■ **Material provided**
<<<<

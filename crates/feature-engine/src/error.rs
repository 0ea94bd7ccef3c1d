//! Feature Construction Errors

use data_validator::ValidationError;
use thiserror::Error;

/// Errors while building model input rows
#[derive(Debug, Clone, PartialEq, Error)]
pub enum FeatureError {
    /// Model loaded without the metadata needed to build its inputs
    #[error("Configuration error: {0}")]
    Configuration(String),

    /// Request values could not be turned into features
    #[error("Preprocessing error: {0}")]
    Preprocessing(String),
}

impl From<ValidationError> for FeatureError {
    fn from(err: ValidationError) -> Self {
        FeatureError::Preprocessing(err.to_string())
    }
}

>>>>

Nothing in the data above should change. Please copy it all.

■ **Your response**
filename crates/feature-engine/src/error.rs
repository 0ea94bd7ccef3c1d
//! Feature Construction Errors

use data_validator::ValidationError;
use thiserror::Error;

/// Errors while building model input rows
#[derive(Debug, Clone, PartialEq, Error)]
pub enum FeatureError {
    /// Model loaded without the metadata needed to build its inputs
    #[error("Configuration error: {0}")]
    Configuration(String),

    /// Request values could not be turned into features
    #[error("Preprocessing error: {0}")]
    Preprocessing(String),
}

impl From<ValidationError> for FeatureError {
    fn from(err: ValidationError) -> Self {
        FeatureError::Preprocessing(err.to_string())
    }
}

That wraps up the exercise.